# Saved entries
▬▬▬

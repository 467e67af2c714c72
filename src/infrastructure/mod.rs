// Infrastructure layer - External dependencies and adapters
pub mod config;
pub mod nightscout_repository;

▬▬▬

Exactly as written above, please repeat the entries.

# OUTPUT FOR THIS EXERCISE
repository 467e67af2c714c72
filename src/infrastructure/mod.rs
// Infrastructure layer - External dependencies and adapters
pub mod config;
pub mod nightscout_repository;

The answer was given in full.